For Patients Caregiver Tips and Advice For Medical Professionals

Leslie Stratt

Primary Biliary Cholangitis

I was diagnosed with Primary Biliary Cholangitis in 2007 at the age of 43. I suspect that I had it long before that as I had already been diagnosed with Hoshimotos Thyroiditis in 2005 and had been told I had high liver enzymes. After an ultrasound of my gallbladder and liver I was told they didn’t see any reason for the enzyme elevation but I should repeat the labs in 6 months. Fast forward three years I moved to Austin, TX and during the process of establishing new doctors my endocrinologist suggested I see a gastroenterologist/hepatologist due to excessively high liver enzymes.

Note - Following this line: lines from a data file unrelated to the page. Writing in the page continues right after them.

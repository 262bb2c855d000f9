use crate::foundation::core::Rect;
use crate::foundation::error::LayerstackResult;
use crate::history::stack::HistoryStack;
use crate::interaction::gesture::{GestureMachine, InteractionAction, InteractionConfig, PointerEvent};
use crate::interaction::handles::HandleGeometry;
use crate::interaction::snap::{SnapConfig, SnapGuide};
use crate::render::assets::AssetSource;
use crate::render::backend::{FrameRGBA, RenderBackend};
use crate::scene::command::Command;
use crate::scene::model::{LayerId, Scene};
use crate::session::document::Document;

/// Editor tunables.
#[derive(Clone, Debug, PartialEq, serde::Serialize, serde::Deserialize)]
#[serde(default)]
pub struct EditorConfig {
    /// Snapping behavior.
    pub snap: SnapConfig,
    /// Side of the square hit area around each handle, in canvas pixels.
    pub handle_size_px: f64,
    /// Distance of the rotate handle beyond the top edge, in canvas pixels.
    pub rotate_handle_offset_px: f64,
    /// Maximum undo depth; `None` keeps everything.
    pub history_depth: Option<usize>,
}

impl Default for EditorConfig {
    fn default() -> Self {
        let i = InteractionConfig::default();
        Self {
            snap: i.snap,
            handle_size_px: i.handle_size_px,
            rotate_handle_offset_px: i.rotate_handle_offset_px,
            history_depth: None,
        }
    }
}

impl EditorConfig {
    fn interaction(&self) -> InteractionConfig {
        InteractionConfig {
            snap: self.snap.clone(),
            handle_size_px: self.handle_size_px,
            rotate_handle_offset_px: self.rotate_handle_offset_px,
        }
    }
}

/// Interactive editing session: a [`Document`] driven by pointer gestures.
///
/// All calls are synchronous. Undo, redo and direct command execution first cancel any active
/// gesture so history never interleaves with an uncommitted preview.
#[derive(Debug)]
pub struct Editor {
    doc: Document,
    gestures: GestureMachine,
    config: EditorConfig,
    interaction: InteractionConfig,
}

impl Editor {
    /// Open `scene` for editing.
    pub fn new(scene: Scene, config: EditorConfig) -> LayerstackResult<Self> {
        let history = match config.history_depth {
            Some(depth) => HistoryStack::with_max_depth(depth),
            None => HistoryStack::new(),
        };
        Ok(Self {
            doc: Document::with_history(scene, history)?,
            gestures: GestureMachine::new(),
            interaction: config.interaction(),
            config,
        })
    }

    /// Active configuration.
    pub fn config(&self) -> &EditorConfig {
        &self.config
    }

    /// Underlying document.
    pub fn document(&self) -> &Document {
        &self.doc
    }

    /// Committed scene (without gesture preview).
    pub fn scene(&self) -> &Scene {
        self.doc.scene()
    }

    /// Selected layer ids.
    pub fn selection(&self) -> &[LayerId] {
        self.doc.selection()
    }

    /// `true` while a pointer gesture is in progress.
    pub fn is_gesture_active(&self) -> bool {
        self.gestures.is_active()
    }

    /// Feed one pointer event and apply its outcome to the document.
    pub fn handle_pointer(&mut self, event: PointerEvent) -> LayerstackResult<Vec<InteractionAction>> {
        let mut actions = self.gestures.handle(
            event,
            self.doc.scene(),
            self.doc.selection(),
            &self.interaction,
        );
        for action in &mut actions {
            match action {
                InteractionAction::SelectionChanged(ids) => self.doc.set_selection(ids)?,
                InteractionAction::Committed(cmd) => {
                    if !self.doc.execute(cmd.clone())? {
                        *action = InteractionAction::NothingToCommit;
                    }
                }
                _ => {}
            }
        }
        Ok(actions)
    }

    /// Execute a command outside of a gesture.
    pub fn execute(&mut self, command: Command) -> LayerstackResult<bool> {
        self.cancel_gesture();
        self.doc.execute(command)
    }

    /// Undo the last command.
    pub fn undo(&mut self) -> LayerstackResult<()> {
        self.cancel_gesture();
        self.doc.undo()
    }

    /// Redo the last undone command.
    pub fn redo(&mut self) -> LayerstackResult<()> {
        self.cancel_gesture();
        self.doc.redo()
    }

    /// Replace the selection.
    pub fn set_selection(&mut self, ids: &[LayerId]) -> LayerstackResult<()> {
        self.cancel_gesture();
        self.doc.set_selection(ids)
    }

    /// Abort the active gesture, if any. Returns `true` when one was active.
    pub fn cancel_gesture(&mut self) -> bool {
        let cancelled = self.gestures.cancel();
        if cancelled {
            tracing::debug!("editor: gesture cancelled");
        }
        cancelled
    }

    /// Committed scene with the active gesture's preview transforms applied.
    pub fn preview_scene(&self) -> Scene {
        let mut scene = self.doc.scene().clone();
        for (id, transform) in self.gestures.preview() {
            if let Ok(layer) = scene.layer_mut(id) {
                layer.transform = transform;
            }
        }
        scene
    }

    /// Render the preview scene at `t_s` and canvas resolution.
    pub fn render_preview(
        &self,
        backend: &mut dyn RenderBackend,
        assets: &dyn AssetSource,
        t_s: f64,
    ) -> LayerstackResult<FrameRGBA> {
        let scene = self.preview_scene();
        backend.render_scene(&scene, t_s, scene.canvas(), assets)
    }

    /// Handle geometry for each selected layer, following the preview.
    pub fn handles(&self) -> Vec<HandleGeometry> {
        let scene = self.preview_scene();
        self.doc
            .selection()
            .iter()
            .filter_map(|id| scene.layer(*id))
            .map(|l| {
                HandleGeometry::new(
                    l.id,
                    &l.transform,
                    l.size(),
                    self.config.rotate_handle_offset_px,
                )
            })
            .collect()
    }

    /// Snap guides active in the current gesture.
    pub fn snap_guides(&self) -> &[SnapGuide] {
        self.gestures.guides()
    }

    /// Rubber-band rectangle while a marquee selection is active.
    pub fn marquee(&self) -> Option<Rect> {
        self.gestures.marquee()
    }

    /// Immutable copy of the committed scene, suitable for export.
    pub fn snapshot(&self) -> Scene {
        self.doc.scene().clone()
    }
}

#[cfg(test)]
#[path = "../../tests/unit/session/editor.rs"]
mod tests;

I ignored her another 6 months and then reluctantly went after she told me she would “fire me as a patient” if I didn’t heed her advice.

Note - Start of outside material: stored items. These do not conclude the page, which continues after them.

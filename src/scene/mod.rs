//! Scene graph: layers, reversible edit commands and JSON persistence.

/// Reversible scene edits.
pub mod command;
/// Scene, layer and content types.
pub mod model;
/// JSON load/save for scenes.
pub mod persist;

That’s where my PBC story begins.


Needless to say I was dazed and confused. What was this mystery disease and how could this be happening? Something my physician said the day he gave me my diagnosis stuck with me. He said, “we can be talking about a liver transplant in the next 10 years or you can live your life without any symptoms and minimal disease progression.” At that point I made the decision to do everything within my control to live a healthy life and not let my PBC define the outcome of my life.

Fortunately, my PBC responded to the medication and I have been mostly asymptomatic since then. I exercise 5 days a week, eat a mostly whole food diet, limit sugar, and stay away from processed and boxed or frozen meals. In addition, I take vitamins and supplements with the approval of my physician. Last year, in 2017, I had another liver biopsy, after presenting with some late afternoon fatigue and brain fog. The biopsy showed slight progression of the disease, but I’m not letting that get in the way of living life. I pay close attention to my body and I realize that there may be a time when I have no choice other than to slow slow down, but until then I’m living life and loving every minute.

Leslie’s advice? Take care of yourself. Listen to your body. Join a support group. Try your best not to fear the future so much that you aren’t living in the present.